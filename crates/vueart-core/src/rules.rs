//! Rule tables and the pure functions that consult them
//!
//! The tables are built once at startup ([`Rules::default`]) and passed
//! explicitly wherever they are needed, so the recommendation and
//! filtering functions stay unit-testable against custom tables.

use crate::config::{Framework, Lifetime, Scale};
use crate::prompt::Choice;

/// One exclusive-selection rule: while `trigger` is selected, the
/// `disables` choice is marked disabled with `reason`.
#[derive(Debug, Clone)]
pub struct ExclusivityRule {
    pub trigger: String,
    pub disables: String,
    pub reason: String,
}

/// Architectures forbidden while a given store is selected
#[derive(Debug, Clone)]
pub struct StoreRule {
    pub store: String,
    pub forbidden: Vec<String>,
}

/// The immutable rule set for one program run.
#[derive(Debug, Clone)]
pub struct Rules {
    catalogs: Vec<(Framework, Vec<String>)>,
    exclusivity: Vec<ExclusivityRule>,
    store_rules: Vec<StoreRule>,
}

impl Default for Rules {
    fn default() -> Self {
        let arch = |names: &[&str]| names.iter().map(|s| s.to_string()).collect::<Vec<_>>();
        Self {
            catalogs: vec![
                (Framework::Nuxt, arch(&["default", "feature", "layered", "enterprise"])),
                (Framework::Vue, arch(&["simple", "atomic", "feature", "enterprise"])),
                (Framework::Vuetify, arch(&["simple", "feature", "enterprise"])),
            ],
            exclusivity: vec![
                ExclusivityRule {
                    trigger: "eslint".to_string(),
                    disables: "cypress".to_string(),
                    reason: "ESLint selected, Cypress optional".to_string(),
                },
                ExclusivityRule {
                    trigger: "vitest".to_string(),
                    disables: "cypress".to_string(),
                    reason: "Vitest selected, Cypress optional".to_string(),
                },
            ],
            store_rules: vec![StoreRule {
                store: "vuex".to_string(),
                forbidden: vec!["atomic".to_string()],
            }],
        }
    }
}

impl Rules {
    /// Build a rule set from custom tables.
    pub fn new(
        catalogs: Vec<(Framework, Vec<String>)>,
        exclusivity: Vec<ExclusivityRule>,
        store_rules: Vec<StoreRule>,
    ) -> Self {
        Self {
            catalogs,
            exclusivity,
            store_rules,
        }
    }

    /// Ordered architecture catalog for a framework; the first entry is
    /// the fallback default. `None` when the tables have no entry.
    pub fn architectures(&self, framework: Framework) -> Option<&[String]> {
        self.catalogs
            .iter()
            .find(|(fw, _)| *fw == framework)
            .map(|(_, archs)| archs.as_slice())
    }

    /// Recommend an architecture for the given project context.
    ///
    /// First matching row wins. The result is always a member of the
    /// framework's catalog before store filtering; the caller re-checks
    /// validity after filtering. `lifetime` is threaded through for
    /// future sizing rules but no current row consults it.
    pub fn recommend(
        &self,
        framework: Framework,
        scale: Scale,
        _lifetime: Lifetime,
        features: &[String],
    ) -> String {
        let has = |token: &str| features.iter().any(|f| f == token);
        let name = match framework {
            Framework::Nuxt => {
                if scale == Scale::Large {
                    "enterprise"
                } else if scale == Scale::Medium && has("ts") {
                    "feature"
                } else {
                    "default"
                }
            }
            Framework::Vuetify => {
                if scale == Scale::Large {
                    "enterprise"
                } else if has("ts") && has("router") {
                    "feature"
                } else {
                    "simple"
                }
            }
            Framework::Vue => {
                if scale == Scale::Large {
                    "enterprise"
                } else if has("ts") && has("router") && has("pinia") {
                    "feature"
                } else if has("ts") {
                    "atomic"
                } else {
                    "simple"
                }
            }
        };
        name.to_string()
    }

    /// Mark choices disabled per the exclusivity rules for the current
    /// selection. Returns an annotated copy; the input is untouched and
    /// no choice is removed. Multiple rules may disable the same choice;
    /// the last matching rule's reason wins.
    pub fn apply_exclusivity(&self, selected: &[String], choices: &[Choice]) -> Vec<Choice> {
        choices
            .iter()
            .map(|choice| {
                let mut copy = choice.clone();
                for rule in &self.exclusivity {
                    if selected.iter().any(|f| *f == rule.trigger)
                        && rule.disables == choice.value
                    {
                        copy.disabled = Some(rule.reason.clone());
                    }
                }
                copy
            })
            .collect()
    }

    /// Remove architectures forbidden for the given store, preserving
    /// order. Identity when `store` is `None` or matches no rule.
    pub fn filter_architectures(&self, store: Option<&str>, architectures: &[String]) -> Vec<String> {
        let Some(rule) = store.and_then(|s| self.store_rules.iter().find(|r| r.store == s)) else {
            return architectures.to_vec();
        };
        architectures
            .iter()
            .filter(|a| !rule.forbidden.contains(a))
            .cloned()
            .collect()
    }
}

/// The selectable feature choices, in presentation order.
///
/// Store tokens (`pinia`/`vuex`) are deliberately absent; the store is a
/// separate question whose answer joins the feature set afterward.
pub fn feature_choices() -> Vec<Choice> {
    vec![
        Choice::new("ts", "TypeScript"),
        Choice::new("router", "Vue Router"),
        Choice::new("eslint", "ESLint"),
        Choice::new("vitest", "Vitest (Unit Testing)"),
        Choice::new("cypress", "Cypress (E2E Testing)"),
        Choice::new("tailwind", "Tailwind CSS"),
        Choice::new("scss", "SCSS / Sass"),
        Choice::new("pwa", "PWA Support"),
        Choice::new("axios", "Axios / HTTP Module"),
        Choice::new("i18n", "i18n Module"),
        Choice::new("auth", "Auth Module"),
    ]
}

***

* TASK ITEM: For each line above that contains the word "simple", make a copy.

* ANSWER TO THIS TASK:
                (Framework::Vue, arch(&["simple", "atomic", "feature", "enterprise"])),
                (Framework::Vuetify, arch(&["simple", "feature", "enterprise"])),
                    "simple"
                    "simple"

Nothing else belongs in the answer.